▸ Data to process:
━━━━
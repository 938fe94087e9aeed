use thiserror::Error;
use wordhue_types::{
    ColorFormat, ColorPaletteResponse, PartOfSpeech, RandomColorResponse,
    RandomEverythingResponse, WordCategory,
};

use crate::{
    color::{format_color, generate_palette, random_color, random_endpoint, random_format},
    random::RandomSource,
    words::{random_word_by_category, random_word_by_part_of_speech, WordSource},
};

pub const EVERYTHING_PALETTE_POINTS: usize = 5;

#[derive(Error, Debug, PartialEq, Eq, Clone)]
pub enum EverythingError {
    #[error("Not enough data for random response")]
    NotEnoughData,
}

/// A random rgba palette between two random rgba endpoints
pub fn random_palette(rng: &dyn RandomSource, points: usize) -> ColorPaletteResponse {
    let from = random_endpoint(ColorFormat::Rgba, rng);
    let to = random_endpoint(ColorFormat::Rgba, rng);

    // zero points just means an empty palette here
    let palette = generate_palette(from, to, points).unwrap_or_default();

    ColorPaletteResponse {
        palette: palette
            .iter()
            .map(|color| format_color(color, ColorFormat::Rgba))
            .collect(),
        format: ColorFormat::Rgba,
    }
}

/// One of every word list plus a color and a palette
///
/// The word lookups are independent of each other and run concurrently.
pub async fn random_everything(
    words: &dyn WordSource,
    rng: &dyn RandomSource,
) -> Result<RandomEverythingResponse, EverythingError> {
    let (animal, fish, fruit, bird, verb, noun) = futures::join!(
        random_word_by_category(words, WordCategory::Animals, rng),
        random_word_by_category(words, WordCategory::Fish, rng),
        random_word_by_category(words, WordCategory::Fruits, rng),
        random_word_by_category(words, WordCategory::Birds, rng),
        random_word_by_part_of_speech(words, PartOfSpeech::Verb, rng),
        random_word_by_part_of_speech(words, PartOfSpeech::Noun, rng),
    );

    let (Some(animal), Some(fish), Some(fruit), Some(bird), Some(verb), Some(noun)) =
        (animal, fish, fruit, bird, verb, noun)
    else {
        return Err(EverythingError::NotEnoughData);
    };

    let format = random_format(rng);
    let color = RandomColorResponse {
        color: random_color(format, rng),
        format,
    };

    let palette = random_palette(rng, EVERYTHING_PALETTE_POINTS);

    let description = format!(
        "{} with {}, {}, {} doing {} and {} in color {} with palette {}",
        animal.name,
        fish.name,
        fruit.name,
        bird.name,
        verb.name,
        noun.name,
        color.color,
        palette
            .palette
            .iter()
            .map(|c| &**c)
            .collect::<Vec<_>>()
            .join(", ")
    );

    Ok(RandomEverythingResponse {
        animal,
        fish,
        fruit,
        bird,
        verb,
        noun,
        color,
        palette,
        description,
    })
}

#[cfg(test)]
mod tests {
    use std::collections::BTreeMap;

    use super::*;
    use crate::{
        random::ThreadRandom, test_utils::random::SequenceRandom, words::StaticWordSource,
    };
    use wordhue_types::WordEntry;

    #[tokio::test]
    async fn everything_from_embedded_lists() {
        let words = StaticWordSource::embedded().unwrap();
        let rng = SequenceRandom::new(vec![0.0]);

        let everything = random_everything(&words, &rng).await.unwrap();

        assert_eq!(everything.animal.name, "Aardvark");
        assert_eq!(everything.animal.category.as_deref(), Some("animals"));
        assert_eq!(everything.noun.part_of_speech.as_deref(), Some("noun"));
        // all zeros: hex format, black color, transparent black palette
        assert_eq!(everything.color.format, ColorFormat::Hex);
        assert_eq!(&*everything.color.color, "#000000");
        assert_eq!(everything.palette.palette.len(), EVERYTHING_PALETTE_POINTS);
        assert_eq!(everything.palette.format, ColorFormat::Rgba);
        assert!(everything
            .palette
            .palette
            .iter()
            .all(|c| &**c == "rgba(0,0,0,0)"));

        assert_eq!(
            everything.description,
            "Aardvark with Anchovy, Apple, Albatross doing Jump and Table in color #000000 with palette \
             rgba(0,0,0,0), rgba(0,0,0,0), rgba(0,0,0,0), rgba(0,0,0,0), rgba(0,0,0,0)"
        );
    }

    #[tokio::test]
    async fn everything_needs_every_list() {
        let mut lists = BTreeMap::new();
        for key in ["animals", "fish", "fruits", "birds", "verb"] {
            lists.insert(key.to_string(), vec![WordEntry::new("Something")]);
        }
        let words = StaticWordSource::new(lists);

        assert_eq!(
            random_everything(&words, &ThreadRandom).await.unwrap_err(),
            EverythingError::NotEnoughData
        );
    }

    #[test]
    fn random_palette_points() {
        assert_eq!(random_palette(&ThreadRandom, 5).palette.len(), 5);
        assert!(random_palette(&ThreadRandom, 0).palette.is_empty());
    }
}
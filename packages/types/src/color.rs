use std::{fmt, ops::Deref, str::FromStr};

use serde::{Deserialize, Serialize};
use thiserror::Error;
use utoipa::ToSchema;

/// A color with 8-bit red, green and blue channels and a fractional alpha in `[0, 1]`
///
/// This is the canonical representation: every textual form is parsed into it
/// and serialized out of it.
#[derive(Serialize, Deserialize, Clone, Copy, Debug, PartialEq, ToSchema)]
pub struct Color {
    pub r: u8,
    pub g: u8,
    pub b: u8,
    pub a: f64,
}

impl Color {
    pub const BLACK: Self = Self::opaque(0, 0, 0);
    pub const WHITE: Self = Self::opaque(255, 255, 255);

    pub const fn opaque(r: u8, g: u8, b: u8) -> Self {
        Self { r, g, b, a: 1.0 }
    }

    /// Alpha is clamped into `[0, 1]`, NaN becomes fully opaque
    pub fn new(r: u8, g: u8, b: u8, a: f64) -> Self {
        let a = if a.is_nan() { 1.0 } else { a.clamp(0.0, 1.0) };
        Self { r, g, b, a }
    }

    pub fn channels(&self) -> [u8; 3] {
        [self.r, self.g, self.b]
    }
}

impl Default for Color {
    fn default() -> Self {
        Self::BLACK
    }
}

#[derive(Error, Debug, PartialEq, Eq, Clone)]
pub enum ColorFormatError {
    #[error("Unknown color format '{0}', expected one of: hex, rgba, oklch")]
    Unknown(String),
}

/// Selects the textual serialization of a [`Color`]
#[derive(Serialize, Deserialize, Clone, Copy, Debug, PartialEq, Eq, Hash, Default, ToSchema)]
#[serde(rename_all = "lowercase")]
pub enum ColorFormat {
    Hex,
    #[default]
    Rgba,
    Oklch,
}

impl ColorFormat {
    pub const ALL: [ColorFormat; 3] = [ColorFormat::Hex, ColorFormat::Rgba, ColorFormat::Oklch];

    pub fn as_str(&self) -> &'static str {
        match self {
            ColorFormat::Hex => "hex",
            ColorFormat::Rgba => "rgba",
            ColorFormat::Oklch => "oklch",
        }
    }
}

impl fmt::Display for ColorFormat {
    fn fmt(&self, f: &mut fmt::Formatter<'_>) -> fmt::Result {
        f.write_str(self.as_str())
    }
}

impl FromStr for ColorFormat {
    type Err = ColorFormatError;

    fn from_str(s: &str) -> Result<Self, Self::Err> {
        match s.trim().to_ascii_lowercase().as_str() {
            "hex" => Ok(ColorFormat::Hex),
            "rgba" => Ok(ColorFormat::Rgba),
            "oklch" => Ok(ColorFormat::Oklch),
            _ => Err(ColorFormatError::Unknown(s.to_string())),
        }
    }
}

/// A color serialized as text, e.g. `#aabbcc`, `rgba(10,20,30,0.5)` or `oklch(50% 0.2 200)`
#[derive(Serialize, Deserialize, Clone, Debug, PartialEq, Eq, Hash, ToSchema)]
#[serde(transparent)]
#[schema(value_type = String, example = "rgba(10,20,30,1)")]
pub struct ColorString(String);

impl ColorString {
    pub fn new(s: impl Into<String>) -> Self {
        Self(s.into())
    }

    pub fn into_inner(self) -> String {
        self.0
    }
}

impl Deref for ColorString {
    type Target = str;

    fn deref(&self) -> &Self::Target {
        &self.0
    }
}

impl AsRef<str> for ColorString {
    fn as_ref(&self) -> &str {
        &self.0
    }
}

impl From<String> for ColorString {
    fn from(s: String) -> Self {
        Self(s)
    }
}

impl fmt::Display for ColorString {
    fn fmt(&self, f: &mut fmt::Formatter<'_>) -> fmt::Result {
        f.write_str(&self.0)
    }
}
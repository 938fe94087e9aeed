use axum::{
    extract::{rejection::QueryRejection, Query, State},
    response::IntoResponse,
    Json,
};
use serde::Deserialize;
use utoipa::IntoParams;
use wordhue_types::{Color, ColorFormat, ColorPaletteResponse};

use crate::{
    color::{format_color, generate_palette, parse_color, random_endpoint},
    http::{
        error::{HttpError, HttpResult},
        state::HttpState,
    },
    random::RandomSource,
};

use super::non_empty;

#[derive(Deserialize, Debug, Default, IntoParams)]
#[into_params(parameter_in = Query)]
pub struct PaletteQuery {
    /// Start color as `#rrggbb` or `rgba(r,g,b,a)`, random when absent
    pub from: Option<String>,
    /// End color as `#rrggbb` or `rgba(r,g,b,a)`, random when absent
    pub to: Option<String>,
    /// Number of colors, defaults to the configured palette size
    pub points: Option<String>,
    /// Output format, defaults to rgba
    pub format: Option<String>,
}

#[utoipa::path(
    get,
    path = "/api/color-palette",
    params(PaletteQuery),
    responses(
        (status = 200, description = "Evenly spaced colors from `from` to `to`", body = ColorPaletteResponse),
        (status = 400, description = "Malformed color, points or format", body = wordhue_types::ErrorResponse),
    ),
    description = "Linear palette between two colors"
)]
#[axum::debug_handler]
pub async fn handle_color_palette(
    State(state): State<HttpState>,
    query: Result<Query<PaletteQuery>, QueryRejection>,
) -> impl IntoResponse {
    match color_palette_inner(&state, query) {
        Ok(resp) => {
            state.metrics.increment_palettes_served(resp.palette.len());
            Json(resp).into_response()
        }
        Err(e) => {
            state.metrics.increment_total_errors("color-palette");
            e.into_response()
        }
    }
}

fn color_palette_inner(
    state: &HttpState,
    query: Result<Query<PaletteQuery>, QueryRejection>,
) -> HttpResult<ColorPaletteResponse> {
    let Query(query) = query?;
    let rng = state.rng.as_ref();

    let format = match non_empty(query.format) {
        Some(format) => format.parse::<ColorFormat>()?,
        None => ColorFormat::Rgba,
    };

    let points = match non_empty(query.points) {
        Some(points) => parse_points(&points, state.config.max_palette_points)?,
        None => state.config.default_palette_points,
    };

    let from = endpoint(query.from, format, rng)?;
    let to = endpoint(query.to, format, rng)?;

    let palette = generate_palette(from, to, points)?;

    Ok(ColorPaletteResponse {
        palette: palette
            .iter()
            .map(|color| format_color(color, format))
            .collect(),
        format,
    })
}

fn endpoint(text: Option<String>, format: ColorFormat, rng: &dyn RandomSource) -> HttpResult<Color> {
    match non_empty(text) {
        Some(text) => Ok(parse_color(&text)?),
        None => Ok(random_endpoint(format, rng)),
    }
}

fn parse_points(points: &str, max: usize) -> HttpResult<usize> {
    let parsed = points.trim().parse::<usize>().map_err(|_| {
        HttpError::BadInput(format!(
            "Invalid points '{points}', expected a whole number between 1 and {max}"
        ))
    })?;

    if parsed == 0 || parsed > max {
        return Err(HttpError::BadInput(format!(
            "Invalid points '{points}', expected a whole number between 1 and {max}"
        )));
    }

    Ok(parsed)
}

#[cfg(test)]
mod tests {
    use super::parse_points;

    #[test]
    fn points_bounds() {
        assert_eq!(parse_points("3", 10).unwrap(), 3);
        assert_eq!(parse_points(" 10 ", 10).unwrap(), 10);
        assert!(parse_points("0", 10).is_err());
        assert!(parse_points("11", 10).is_err());
        assert!(parse_points("-1", 10).is_err());
        assert!(parse_points("three", 10).is_err());
    }
}
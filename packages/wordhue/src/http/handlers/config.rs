use axum::{extract::State, response::IntoResponse, Json};

use crate::http::state::HttpState;

#[utoipa::path(
    get,
    path = "/config",
    responses(
        (status = 200, description = "The running server's resolved configuration"),
    ),
    description = "Current configuration"
)]
#[axum::debug_handler]
pub async fn handle_config(State(state): State<HttpState>) -> impl IntoResponse {
    Json(state.config.clone())
}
━━━━
▸ Exercise objective: In the data above, each line holding "description" is to be found and copied.

▸ Solution to the problem:
    let description = format!(
        description,
            everything.description,
        (status = 200, description = "Evenly spaced colors from `from` to `to`", body = ColorPaletteResponse),
        (status = 400, description = "Malformed color, points or format", body = wordhue_types::ErrorResponse),
    description = "Linear palette between two colors"
        (status = 200, description = "The running server's resolved configuration"),
    description = "Current configuration"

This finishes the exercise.